Problem to solve
Scan the records and identify every line in which the string "warn" occurs, then return those lines.

Dataset records
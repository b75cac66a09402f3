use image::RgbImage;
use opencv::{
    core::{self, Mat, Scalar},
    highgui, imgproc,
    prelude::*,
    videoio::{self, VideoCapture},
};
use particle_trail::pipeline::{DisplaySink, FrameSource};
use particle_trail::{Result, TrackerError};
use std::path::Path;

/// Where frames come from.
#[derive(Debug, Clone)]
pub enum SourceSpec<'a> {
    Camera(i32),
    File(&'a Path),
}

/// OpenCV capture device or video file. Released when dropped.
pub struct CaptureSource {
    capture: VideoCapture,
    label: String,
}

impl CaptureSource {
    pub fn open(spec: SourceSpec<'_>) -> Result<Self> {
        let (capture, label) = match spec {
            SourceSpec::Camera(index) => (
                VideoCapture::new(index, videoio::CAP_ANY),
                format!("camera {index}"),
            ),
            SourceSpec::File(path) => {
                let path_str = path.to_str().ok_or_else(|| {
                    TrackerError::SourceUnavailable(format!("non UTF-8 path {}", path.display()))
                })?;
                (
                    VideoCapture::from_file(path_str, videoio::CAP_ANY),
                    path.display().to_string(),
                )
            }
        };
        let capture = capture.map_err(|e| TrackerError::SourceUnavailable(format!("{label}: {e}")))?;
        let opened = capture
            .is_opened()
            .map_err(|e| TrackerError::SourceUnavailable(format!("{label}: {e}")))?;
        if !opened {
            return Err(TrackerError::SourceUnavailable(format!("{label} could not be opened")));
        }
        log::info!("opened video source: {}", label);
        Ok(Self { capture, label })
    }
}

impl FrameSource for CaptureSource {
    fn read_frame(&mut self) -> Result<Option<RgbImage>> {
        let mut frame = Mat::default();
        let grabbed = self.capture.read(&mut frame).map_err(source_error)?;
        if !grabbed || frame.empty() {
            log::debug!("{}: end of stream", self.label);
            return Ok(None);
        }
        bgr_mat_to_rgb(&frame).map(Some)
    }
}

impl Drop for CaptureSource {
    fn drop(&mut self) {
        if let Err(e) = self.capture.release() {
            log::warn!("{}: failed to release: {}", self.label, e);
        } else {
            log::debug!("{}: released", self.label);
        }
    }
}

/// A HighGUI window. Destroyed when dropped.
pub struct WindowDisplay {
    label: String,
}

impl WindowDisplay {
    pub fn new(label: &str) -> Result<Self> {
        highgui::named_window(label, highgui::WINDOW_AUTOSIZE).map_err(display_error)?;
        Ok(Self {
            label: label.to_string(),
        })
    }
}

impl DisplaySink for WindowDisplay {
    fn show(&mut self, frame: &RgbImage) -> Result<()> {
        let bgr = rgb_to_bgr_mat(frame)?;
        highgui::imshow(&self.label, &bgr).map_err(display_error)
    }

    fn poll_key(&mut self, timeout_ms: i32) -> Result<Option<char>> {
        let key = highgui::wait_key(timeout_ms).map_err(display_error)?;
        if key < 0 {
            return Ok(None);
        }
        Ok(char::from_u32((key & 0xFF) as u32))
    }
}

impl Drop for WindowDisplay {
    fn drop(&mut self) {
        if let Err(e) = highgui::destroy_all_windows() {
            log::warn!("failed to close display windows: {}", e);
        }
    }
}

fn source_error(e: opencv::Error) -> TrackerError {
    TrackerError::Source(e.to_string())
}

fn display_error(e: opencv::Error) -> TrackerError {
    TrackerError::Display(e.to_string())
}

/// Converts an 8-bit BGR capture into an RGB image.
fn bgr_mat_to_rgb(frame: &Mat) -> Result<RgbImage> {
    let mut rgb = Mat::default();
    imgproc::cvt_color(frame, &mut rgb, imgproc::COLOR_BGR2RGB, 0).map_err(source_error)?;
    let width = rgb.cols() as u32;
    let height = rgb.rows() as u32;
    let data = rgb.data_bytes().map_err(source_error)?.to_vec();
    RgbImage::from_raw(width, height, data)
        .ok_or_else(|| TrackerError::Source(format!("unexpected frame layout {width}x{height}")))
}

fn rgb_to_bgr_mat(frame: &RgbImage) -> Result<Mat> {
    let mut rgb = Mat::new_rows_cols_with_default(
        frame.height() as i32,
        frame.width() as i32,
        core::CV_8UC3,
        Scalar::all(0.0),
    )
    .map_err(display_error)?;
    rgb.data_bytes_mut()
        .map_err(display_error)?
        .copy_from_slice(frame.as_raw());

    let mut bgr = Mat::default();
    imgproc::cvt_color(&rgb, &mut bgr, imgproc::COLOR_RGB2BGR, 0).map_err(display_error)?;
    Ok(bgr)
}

Response area
            log::warn!("{}: failed to release: {}", self.label, e);
            log::warn!("failed to close display windows: {}", e);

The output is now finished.